Outra participante da mesa, a professora Neuza Vaz (Asafti/RS) refletiu sobre a interculturalidade como um exercício que está muito além da simples convivência entre as culturas diversas. “A interculturalidade pode ser vista como uma postura que abre o ser humano a uma cultura diferente e ao processo de reaprendizagem”, diz a professora, que acrescenta: “Não basta uma única cultura para compreender o mundo”.
Neuza destacou que sua fala se daria a partir de um lugar de referência, a sua experiência como educadora, especialmente na área da filosofia. Para ela, o reconhecimento às culturas humanas demanda uma atitude comprometida com o outro que é distinto de si próprio, com respeito às identidades e preservação das singularidades étnicas.

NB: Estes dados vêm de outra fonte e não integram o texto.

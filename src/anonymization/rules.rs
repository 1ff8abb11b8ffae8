//! Rule set and rule matching
//!
//! Rules are declared in configuration as (match_type, pattern, strategy,
//! options) and resolved here into compiled matchers and concrete value
//! generators. Resolution happens once per run; matching afterwards is a
//! pure function of (path, name, rule set).

use crate::anonymization::generators::{self, Generator, StrategyKind};
use crate::config::{MatchType, RuleConfig};
use crate::domain::errors::VeilError;
use crate::domain::result::Result;
use regex::Regex;
use std::fmt;

/// Identity of a rule within its rule set: the declaration index.
///
/// Used as the rule component of consistency-registry keys and fake-value
/// seeds, so two rules with identical patterns still map values
/// independently.
pub type RuleId = usize;

/// How a rule recognizes a field.
pub enum NameMatcher {
    /// Exact equality against the field's simple name
    Exact(String),
    /// Regular expression tested against the simple name, then the full path
    Pattern(Regex),
}

impl NameMatcher {
    /// Tests follow a fixed order: exact name equality, regex against the
    /// name, regex against the path. The first passing test wins.
    fn matches(&self, path: &str, name: &str) -> bool {
        match self {
            NameMatcher::Exact(expected) => expected == name,
            NameMatcher::Pattern(re) => re.is_match(name) || re.is_match(path),
        }
    }
}

impl fmt::Debug for NameMatcher {
    fn fmt(&self, f: &mut fmt::Formatter<'_>) -> fmt::Result {
        match self {
            NameMatcher::Exact(s) => write!(f, "Exact({s:?})"),
            NameMatcher::Pattern(re) => write!(f, "Pattern({:?})", re.as_str()),
        }
    }
}

/// One resolved masking rule.
pub struct Rule {
    id: RuleId,
    pattern: String,
    matcher: NameMatcher,
    generator: Box<dyn Generator>,
}

impl Rule {
    /// The rule's identity (declaration index).
    pub fn id(&self) -> RuleId {
        self.id
    }

    /// The declared pattern, for reporting.
    pub fn pattern(&self) -> &str {
        &self.pattern
    }

    /// The resolved strategy.
    pub fn strategy(&self) -> StrategyKind {
        self.generator.kind()
    }

    /// The resolved value generator.
    pub fn generator(&self) -> &dyn Generator {
        self.generator.as_ref()
    }

    /// Whether this rule applies to the field at (path, name).
    pub fn matches(&self, path: &str, name: &str) -> bool {
        self.matcher.matches(path, name)
    }
}

impl fmt::Debug for Rule {
    fn fmt(&self, f: &mut fmt::Formatter<'_>) -> fmt::Result {
        f.debug_struct("Rule")
            .field("id", &self.id)
            .field("matcher", &self.matcher)
            .field("strategy", &self.strategy().as_str())
            .finish()
    }
}

/// Ordered, immutable collection of resolved rules.
///
/// Declaration order is precedence order: the first rule that matches a
/// field wins, which keeps precedence explicit and auditable.
#[derive(Debug, Default)]
pub struct RuleSet {
    rules: Vec<Rule>,
}

impl RuleSet {
    /// Build a rule set from loaded rule configurations.
    ///
    /// Compiles regex patterns and resolves strategy names into concrete
    /// generators. `seed` is mixed into every fake generator.
    ///
    /// # Errors
    ///
    /// Returns a [`VeilError::Config`] for an invalid regex, an unknown
    /// strategy, an unknown fake category, or an out-of-range option,
    /// naming the offending rule.
    pub fn from_config(configs: &[RuleConfig], seed: u64) -> Result<Self> {
        let mut rules = Vec::with_capacity(configs.len());

        for (id, config) in configs.iter().enumerate() {
            let matcher = match config.match_type {
                MatchType::Exact => NameMatcher::Exact(config.pattern.clone()),
                MatchType::Regex => {
                    let re = Regex::new(&config.pattern).map_err(|e| {
                        VeilError::Config(format!(
                            "rule #{}: invalid regex '{}': {e}",
                            id + 1,
                            config.pattern
                        ))
                    })?;
                    NameMatcher::Pattern(re)
                }
            };

            let generator = generators::resolve(id, config, seed).map_err(|e| match e {
                VeilError::Config(msg) => VeilError::Config(format!("rule #{}: {msg}", id + 1)),
                other => other,
            })?;

            rules.push(Rule {
                id,
                pattern: config.pattern.clone(),
                matcher,
                generator,
            });
        }

        Ok(Self { rules })
    }

    /// Find the applicable rule for a field, if any.
    ///
    /// First-in-declaration-order wins when several rules match.
    pub fn match_field(&self, path: &str, name: &str) -> Option<&Rule> {
        self.rules.iter().find(|rule| rule.matches(path, name))
    }

    /// Number of rules.
    pub fn len(&self) -> usize {
        self.rules.len()
    }

    /// Whether the rule set holds no rules.
    pub fn is_empty(&self) -> bool {
        self.rules.is_empty()
    }

    /// Iterate over rules in precedence order.
    pub fn iter(&self) -> impl Iterator<Item = &Rule> {
        self.rules.iter()
    }
}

“Necessitamos reconstruir a nossa própria racionalidade e as nossas certezas”, disse a professora, ressaltando que a filosofia está além da produção intelectual e envolve um conjunto de manifestações simbólicas que expressam diferentes formas da razão humana, incluindo a dança e as artes. Ela também falou sobre a necessidade de democratizar os avanços tecnológicos e científicos e assegurar os seus usos de forma consciente e livre por todos.

Rede Africanidades, da Faculdade de Educação da UFBA, promoveu o congresso brasileiro e o encontro internacional entre os dias 1º e 4 de outubro
Neuza Vaz criticou uma visão hegemônica da razão ocidental, que não favorece o diálogo com outras culturas, e uma lógica que reduz tudo a mercadoria e estimula a competitividade e a luta pelo poder. Disse considerar que é preciso atender aos diferentes povos e suas maneiras de pensar e estar no mundo, com a valorização elementos como a oralidade presente nas culturas e filosofias populares.

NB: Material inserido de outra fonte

/// Collapse an element's collected entries into its node form.
fn element_node(mut entries: Vec<(String, Node)>) -> Node {
    if entries.is_empty() {
        return Node::string("");
    }
    if entries.len() == 1 && entries[0].0 == TEXT_KEY {
        return entries.remove(0).1;
    }
    Node::Object(entries)
}

/// Append a child element, collapsing adjacent repeated tags into an Array.
fn push_child(entries: &mut Vec<(String, Node)>, tag: String, child: Node) {
    if let Some((last_key, last_node)) = entries.last_mut() {
        if *last_key == tag {
            if let Node::Array(items) = last_node {
                items.push(child);
            } else {
                let prev = std::mem::replace(last_node, Node::Array(Vec::new()));
                if let Node::Array(items) = last_node {
                    items.push(prev);
                    items.push(child);
                }
            }
            return;
        }
    }
    entries.push((tag, child));
}

fn collect_attrs(e: &BytesStart<'_>) -> Result<Vec<(String, String)>> {
    let mut attrs = Vec::new();
    for attr in e.attributes() {
        let attr =
            attr.map_err(|err| VeilError::Parse(format!("invalid XML attribute: {err}")))?;
        let key = name_to_string(attr.key.as_ref());
        let value = attr
            .unescape_value()
            .map_err(|err| VeilError::Parse(format!("invalid XML attribute value: {err}")))?
            .into_owned();
        attrs.push((key, value));
    }
    Ok(attrs)
}

fn unescape_text(t: &BytesText<'_>) -> Result<String> {
    Ok(t.unescape()
        .map_err(|e| VeilError::Parse(format!("invalid XML text: {e}")))?
        .into_owned())
}

fn name_to_string(name: &[u8]) -> String {
    String::from_utf8_lossy(name).into_owned()
}

fn write_element<W: std::io::Write>(writer: &mut Writer<W>, tag: &str, node: &Node) -> Result<()> {
    match node {
        // repeated sibling elements share the parent's tag
        Node::Array(items) => {
            for item in items {
                write_element(writer, tag, item)?;
            }
            Ok(())
        }
        Node::Scalar(scalar) => {
            let text = scalar_text(scalar);
            if text.is_empty() {
                writer
                    .write_event(Event::Empty(BytesStart::new(tag)))
                    .map_err(|e| VeilError::Serialization(e.to_string()))
            } else {
                writer
                    .write_event(Event::Start(BytesStart::new(tag)))
                    .map_err(|e| VeilError::Serialization(e.to_string()))?;
                writer
                    .write_event(Event::Text(BytesText::new(&text)))
                    .map_err(|e| VeilError::Serialization(e.to_string()))?;
                writer
                    .write_event(Event::End(BytesEnd::new(tag)))
                    .map_err(|e| VeilError::Serialization(e.to_string()))
            }
        }
        Node::Object(entries) => {
            let mut attrs = Vec::new();
            let mut has_content = false;
            for (key, value) in entries {
                if let Some(attr_name) = key.strip_prefix(ATTRIBUTE_PREFIX) {
                    let Node::Scalar(s) = value else {
                        return Err(VeilError::Serialization(format!(
                            "XML attribute '{attr_name}' must be a scalar"
                        )));
                    };
                    attrs.push((attr_name.to_string(), s.lexical()));
                } else {
                    has_content = true;
                }
            }

            let mut start = BytesStart::new(tag);
            for (key, value) in &attrs {
                start.push_attribute((key.as_str(), value.as_str()));
            }

            if !has_content {
                return writer
                    .write_event(Event::Empty(start))
                    .map_err(|e| VeilError::Serialization(e.to_string()));
            }

            writer
                .write_event(Event::Start(start))
                .map_err(|e| VeilError::Serialization(e.to_string()))?;
            for (key, value) in entries {
                if key.starts_with(ATTRIBUTE_PREFIX) {
                    continue;
                }
                if key == TEXT_KEY {
                    let Node::Scalar(s) = value else {
                        return Err(VeilError::Serialization(
                            "XML text content must be a scalar".to_string(),
                        ));
                    };
                    writer
                        .write_event(Event::Text(BytesText::new(&scalar_text(s))))
                        .map_err(|e| VeilError::Serialization(e.to_string()))?;
                } else {
                    write_element(writer, key, value)?;
                }
            }
            writer
                .write_event(Event::End(BytesEnd::new(tag)))
                .map_err(|e| VeilError::Serialization(e.to_string()))
        }
    }
}

fn scalar_text(scalar: &Scalar) -> String {
    match scalar {
        Scalar::Null => String::new(),
        other => other.lexical(),
    }
}

/// The verbatim XML declaration and whether a line break follows it.
fn declaration(raw: &[u8]) -> Option<(&[u8], bool)> {
    let start = raw.iter().position(|b| !b.is_ascii_whitespace())?;
    let rest = &raw[start..];
    if !rest.starts_with(b"<?xml") {
        return None;
    }
    let end = rest.windows(2).position(|w| w == b"?>")? + 2;
    let newline_after = rest.get(end).is_some_and(|&b| b == b'\n' || b == b'\r');
    Some((&rest[..end], newline_after))
}

/// Whether the document body spans multiple lines (indentation hint).
fn body_is_multiline(raw: &[u8]) -> bool {
    let start = raw.iter().position(|b| !b.is_ascii_whitespace()).unwrap_or(0);
    let mut body = &raw[start..];
    if body.starts_with(b"<?xml") {
        if let Some(end) = body.windows(2).position(|w| w == b"?>") {
            body = &body[end + 2..];
        }
    }
    let body = match body.iter().rposition(|b| !b.is_ascii_whitespace()) {
        Some(end) => &body[..=end],
        None => return false,
    };
    body.iter()
        .skip_while(|b| b.is_ascii_whitespace())
        .any(|&b| b == b'\n')
}

#[cfg(test)]
mod tests {
    use super::*;

    fn adapter() -> XmlAdapter {
        XmlAdapter::new()
    }

    #[test]
    fn test_text_only_element_is_scalar() {
        let node = adapter().parse(b"<root><name>John</name></root>").unwrap();
        let expected = Node::Object(vec![(
            "root".to_string(),
            Node::Object(vec![("name".to_string(), Node::string("John"))]),
        )]);
        assert_eq!(node, expected);
    }

    #[test]
    fn test_attributes_under_reserved_namespace() {
        let node = adapter()
            .parse(b"<root><user id=\"7\"><name>John</name></user></root>")
            .unwrap();
        let expected = Node::Object(vec![(
            "root".to_string(),
            Node::Object(vec![(
                "user".to_string(),
                Node::Object(vec![
                    ("@id".to_string(), Node::string("7")),
                    ("name".to_string(), Node::string("John")),
                ]),
            )]),
        )]);
        assert_eq!(node, expected);
    }

    #[test]
    fn test_repeated_siblings_become_array() {
        let node = adapter()
            .parse(b"<root><item>a</item><item>b</item></root>")
            .unwrap();
        let expected = Node::Object(vec![(
            "root".to_string(),
            Node::Object(vec![(
                "item".to_string(),
                Node::Array(vec![Node::string("a"), Node::string("b")]),
            )]),
        )]);
        assert_eq!(node, expected);
    }

    #[test]
    fn test_mixed_content_keeps_text_key() {
        let node = adapter()
            .parse(b"<root><note lang=\"en\">hello</note></root>")
            .unwrap();
        let expected = Node::Object(vec![(
            "root".to_string(),
            Node::Object(vec![(
                "note".to_string(),
                Node::Object(vec![
                    ("@lang".to_string(), Node::string("en")),
                    ("#text".to_string(), Node::string("hello")),
                ]),
            )]),
        )]);
        assert_eq!(node, expected);
    }

    #[test]
    fn test_compact_round_trip() {
        let raw = b"<root><user id=\"7\"><name>John</name><tag/></user></root>";
        let a = adapter();
        let node = a.parse(raw).unwrap();
        let out = a.serialize(&node, raw).unwrap();
        assert_eq!(out, raw.to_vec());
    }

    #[test]
    fn test_indented_round_trip_with_declaration() {
        let raw = b"<?xml version=\"1.0\" encoding=\"UTF-8\"?>\n<users>\n  <user id=\"1\">\n    <name>John</name>\n  </user>\n</users>\n";
        let a = adapter();
        let node = a.parse(raw).unwrap();
        let out = a.serialize(&node, raw).unwrap();
        assert_eq!(String::from_utf8(out).unwrap(), String::from_utf8(raw.to_vec()).unwrap());
    }

    #[test]
    fn test_element_order_preserved_for_non_adjacent_repeats() {
        let raw = b"<root><a>1</a><b>2</b><a>3</a></root>";
        let a = adapter();
        let node = a.parse(raw).unwrap();
        // non-adjacent repeats stay separate entries in document order
        let out = a.serialize(&node, raw).unwrap();
        assert_eq!(out, raw.to_vec());
    }

    #[test]
    fn test_escaped_text_round_trip() {
        let raw = b"<root><note>a &amp; b</note></root>";
        let a = adapter();
        let node = a.parse(raw).unwrap();
        let Node::Object(entries) = &node else {
            panic!("expected object");
        };
        let Node::Object(children) = &entries[0].1 else {
            panic!("expected root children");
        };
        assert_eq!(children[0].1, Node::string("a & b"));
        let out = a.serialize(&node, raw).unwrap();
        assert_eq!(out, raw.to_vec());
    }

    #[test]
    fn test_malformed_xml_fails_fast() {
        let err = adapter().parse(b"<root><open></root>").unwrap_err();
        assert!(matches!(err, VeilError::Parse(_)));
    }

    #[test]
    fn test_empty_input_fails() {
        let err = adapter().parse(b"").unwrap_err();
        assert!(err.to_string().contains("no root element"));
    }
}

A programação do congresso brasileiro e do encontro internacional contou com oficinas de corporeidade sobre capoeira Angola, com mestre Cobra Mansa, Sinapse Matumbu, com mestre Joab Jó Malungo Jundiá, e ARA-OKÔ: a caboclagem encantada no corpo-brincante, com Lau Santos e Amélia Conrado, além de mostra de filmes latino-americanos e muitas atividades artísticas.
Filosofia Latino-Americana, Filosofia Africana e Filosofia da Libertação, temas centrais dos eventos realizados, fazem parte dos movimentos de defesa dos direitos humanos e críticos às construções ideológicas que sustentam sistemas produtores de vítimas e oprimidos. A iniciativa dos eventos é uma forma de estimular o diálogo entre os saberes acadêmicos e populares/tradicionais e promover a diversidade cultural.